I was beginning to wonder if my time was worth $35.11 a pop, if I had to go through this sort of thing every time I went to the mine-salters. But, having been retired for nearly five years and having little or nothing else to do with my time, I decided that I should continue my efforts, notwithstanding the accumulating billable hours. So, taking "Firmenansy's" recommendation, I proceeded to call the Patient Services Department to provide the appropriate information that would keep everyone happy.

"Wad jouse want?" said a voice that sounded like it would be wielding the afore-mentioned magnet.

"I'm calling about my bill.... "

"Pay up or die!"

"But I don't think that I owe what you say I do. You see... "

"We don haf ta need to 'see' nuttin' here, but the color of yer dough. Pay up or die!"

"But DMBA said that the bill was not submitted corr...... "

"We ain't da billin' d'partmn'. We do da collect'n. But I kin translate ya..."

"What?

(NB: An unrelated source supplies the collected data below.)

use std::collections::HashSet;
use std::path::Path;

use serde::{Deserialize, Serialize};

use crate::ConfigError;

/// A normalized hashtag seed with its discovery quota.
#[derive(Debug, Clone, PartialEq, Eq, Hash, Serialize, Deserialize)]
pub struct Hashtag {
    /// Lowercase, trimmed, with a single leading `#`.
    pub tag: String,
    /// Maximum candidate profiles Discovery may attribute to this hashtag.
    pub quota: usize,
}

impl Hashtag {
    /// Build a hashtag from raw user input.
    ///
    /// Returns `None` when the input is empty after normalization.
    #[must_use]
    pub fn new(raw: &str, quota: usize) -> Option<Self> {
        normalize_hashtag(raw).map(|tag| Self { tag, quota })
    }

    /// The search term: the tag without its leading `#`.
    #[must_use]
    pub fn term(&self) -> &str {
        self.tag.trim_start_matches('#')
    }
}

impl std::fmt::Display for Hashtag {
    fn fmt(&self, f: &mut std::fmt::Formatter<'_>) -> std::fmt::Result {
        f.write_str(&self.tag)
    }
}

/// Normalize a hashtag to `#lowercase` form.
///
/// Leading `#` characters and surrounding whitespace are stripped before one
/// `#` is re-added. Returns `None` for input that is empty or contains
/// whitespace inside the tag.
#[must_use]
pub fn normalize_hashtag(raw: &str) -> Option<String> {
    let body = raw.trim().trim_start_matches('#').trim();
    if body.is_empty() || body.chars().any(char::is_whitespace) {
        return None;
    }
    Some(format!("#{}", body.to_lowercase()))
}

/// One entry of the seed file; `max_profiles` overrides the global quota.
#[derive(Debug, Clone, Serialize, Deserialize)]
pub struct HashtagSeed {
    pub tag: String,
    #[serde(default)]
    pub max_profiles: Option<usize>,
}

#[derive(Debug, Deserialize)]
pub struct HashtagsFile {
    pub hashtags: Vec<HashtagSeed>,
}

impl HashtagsFile {
    /// Resolve seeds into normalized hashtags, filling in `default_quota`.
    ///
    /// # Errors
    ///
    /// Returns [`ConfigError::Validation`] for empty or duplicate tags.
    pub fn resolve(&self, default_quota: usize) -> Result<Vec<Hashtag>, ConfigError> {
        let mut seen = HashSet::new();
        let mut out = Vec::with_capacity(self.hashtags.len());

        for seed in &self.hashtags {
            let quota = seed.max_profiles.unwrap_or(default_quota);
            let hashtag = Hashtag::new(&seed.tag, quota).ok_or_else(|| {
                ConfigError::Validation(format!("invalid hashtag: '{}'", seed.tag))
            })?;
            if hashtag.quota == 0 {
                return Err(ConfigError::Validation(format!(
                    "hashtag '{}' has a zero profile quota",
                    hashtag.tag
                )));
            }
            if !seen.insert(hashtag.tag.clone()) {
                return Err(ConfigError::Validation(format!(
                    "duplicate hashtag: '{}'",
                    hashtag.tag
                )));
            }
            out.push(hashtag);
        }

        Ok(out)
    }
}

/// Load and validate the hashtag seed file.
///
/// # Errors
///
/// Returns `ConfigError` if the file cannot be read, parsed, or fails validation.
pub fn load_hashtags(path: &Path, default_quota: usize) -> Result<Vec<Hashtag>, ConfigError> {
    let content = std::fs::read_to_string(path).map_err(|e| ConfigError::FileIo {
        path: path.display().to_string(),
        source: e,
    })?;

    let file: HashtagsFile = serde_yaml::from_str(&content)?;
    file.resolve(default_quota)
}

#[cfg(test)]
#[path = "hashtags_test.rs"]
mod tests;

Translate?"

"No... dats not it... translate..., transpose..., transfigure..., transmogrify.... "

"Transfer?"

"Ya! Dats it! Ken youse hold?"

I held... on for dear life. Finally, the voice of the unflappable "Queenie" (not her real name, but close enough as to make no never-mind) came on the line.

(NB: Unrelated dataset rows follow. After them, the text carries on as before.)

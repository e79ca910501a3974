use std::collections::HashSet;
use std::sync::Arc;

use async_trait::async_trait;
use tagscout_core::{CleanedRecord, InfluencerProfile, Post};
use tokio::sync::mpsc;

use super::{open_page, profile_url, StageContext, StageHandler, StageWorker};
use crate::clean::clean_post;
use crate::pacing::ActionKind;
use crate::parse::{parse_item_list, ITEM_LIST_ENDPOINT};
use crate::retry::{ActionFailure, Attempted};
use crate::types::RawPost;

/// Expands profiles into their most recent posts.
#[derive(Clone)]
pub(crate) struct ContentStage {
    ctx: Arc<StageContext>,
    /// `None` when comment collection is disabled.
    next: Option<mpsc::Sender<Post>>,
}

impl ContentStage {
    pub fn new(ctx: Arc<StageContext>, next: Option<mpsc::Sender<Post>>) -> Self {
        Self { ctx, next }
    }

    /// Clean a page of raw posts, dropping ids already gathered for this
    /// profile. Returns how many new posts the page added.
    fn absorb(
        worker: &StageWorker,
        handle: &str,
        page: &[RawPost],
        seen: &mut HashSet<String>,
        posts: &mut Vec<Post>,
    ) -> usize {
        let mut fresh = 0;
        for raw in page {
            if raw.post_id.as_ref().is_some_and(|id| seen.contains(id)) {
                continue;
            }
            match clean_post(raw) {
                CleanedRecord::Accepted(post) => {
                    seen.insert(post.post_id.clone());
                    posts.push(post);
                    fresh += 1;
                }
                CleanedRecord::Rejected { key, reason } => {
                    worker.counters.rejected();
                    tracing::debug!(%handle, ?key, %reason, "post rejected");
                }
            }
        }
        fresh
    }
}

#[async_trait]
impl StageHandler for ContentStage {
    type Input = InfluencerProfile;

    async fn handle(
        &self,
        worker: &mut StageWorker,
        profile: InfluencerProfile,
    ) -> Result<(), ActionFailure> {
        let config = &self.ctx.config;
        let handle = profile.handle.clone();
        let url = profile_url(&self.ctx.origin, &handle);

        let parse = {
            let handle = handle.clone();
            move |body: &serde_json::Value| parse_item_list(body, &handle)
        };
        let first: Attempted<Vec<RawPost>> = worker
            .act(
                &self.ctx.session,
                ActionKind::ProfileVisit,
                open_page(url, ITEM_LIST_ENDPOINT, parse.clone()),
            )
            .await?;

        let mut seen = HashSet::new();
        let mut posts = Vec::new();
        Self::absorb(worker, &handle, &first.value, &mut seen, &mut posts);

        let mut scrolls = 0u32;
        while posts.len() < config.max_posts_per_profile && scrolls < config.max_content_scrolls {
            scrolls += 1;
            let Some(page) = worker
                .scroll(&self.ctx.session, ITEM_LIST_ENDPOINT, parse.clone())
                .await?
            else {
                break;
            };
            if Self::absorb(worker, &handle, &page, &mut seen, &mut posts) == 0 {
                break;
            }
        }

        posts.sort_by(|a, b| b.published_at.cmp(&a.published_at));
        posts.truncate(config.max_posts_per_profile);

        let mut accepted = Vec::with_capacity(posts.len());
        {
            let mut cleaner = self.ctx.cleaner();
            for post in posts {
                match cleaner.admit_post(post) {
                    CleanedRecord::Accepted(post) => accepted.push(post),
                    CleanedRecord::Rejected { key, reason } => {
                        worker.counters.rejected();
                        tracing::debug!(%handle, ?key, %reason, "post rejected");
                    }
                }
            }
        }
        worker.counters.collected_many(accepted.len());
        tracing::debug!(%handle, posts = accepted.len(), scrolls, "content collected");

        self.ctx.collected().posts.extend(accepted.iter().cloned());
        if let Some(next) = &self.next {
            for post in accepted.into_iter().take(config.max_comment_posts_per_profile) {
                worker.forward(next, post).await?;
            }
        }
        Ok(())
    }
}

"Yes, Mr. Beeblebrox, what can I do for you?"

I explained everything that I had discussed with Big G, Big F, and BIG-BIG, again trying to make sense out of what had happened in the billing. I commented on the various billing codes and what DMBA had said about them. I then asked if there was anything she could do for me as far as the Patient Services Department was concerned.

"Oh yes. I am just now taking that account away from BIG-BIG. You won't be hearing from him again unless you say something unflattering about me in your next blog." (Note that I have been the quintessence of decorum in this matter.) She continued, "You wouldn't mind if I had a chat with DMBA myself, just to be sure that I have all of the right information?"

"No, not at all. Please do!"

I hung up the phone hoping for the best. About thirty minutes later, I received a return phone call from "Queenie" informing me that I would not have to pay the $35.11 per phlebotomy; that had been a problem with DMBA's computer, a problem that apparently BIG-BIG was able to help them with in some way.

"Now, Zaphod, you owe me one."

"Yes, I do. What do you recommend?"

"Could you cut down on the Barq's a little? Say, down to only eight or nine cans each time you come?"

"I think that I could maybe attempt to try to convince myself that perhaps or maybe that Sprite would do."

"No, Beeblebrox! Eight or nine cans period. And only ten or twelve packages of Lorna Doones. You're killing us over here. Its either that or you are going to have to cough up the $35.11."

It is clear that I am going to have to stop at Carl's Jr. on my way home next month.

5 comments:

Anonymous said...

LOL! That thug reminded me of Robert Asprin's "Myth Adventures" mob. :)
"Yous want me to squeeze him a little, boss?"

Rebecca's Oasis said...

sounds familiar to me. It takes forever to get billing mix ups taken care of.

Jen said...

It reminds me of the cable copmany. I've had to talk to them 3 or 4 times now with billing errors and the like. I think they all belong to the same union.

Trillium said...

Alas, it is but a mere symptom of the alarming decline in just about all things admirable these days. :(

DebbieLou said...

It's all red tape to save them money. Most people give up and pay the money themselves rather than deal with all the caios. I've found on more than one occation that the moment I get a supervisor on the phone, the whole matter is solved 1000 times faster. It's amazing!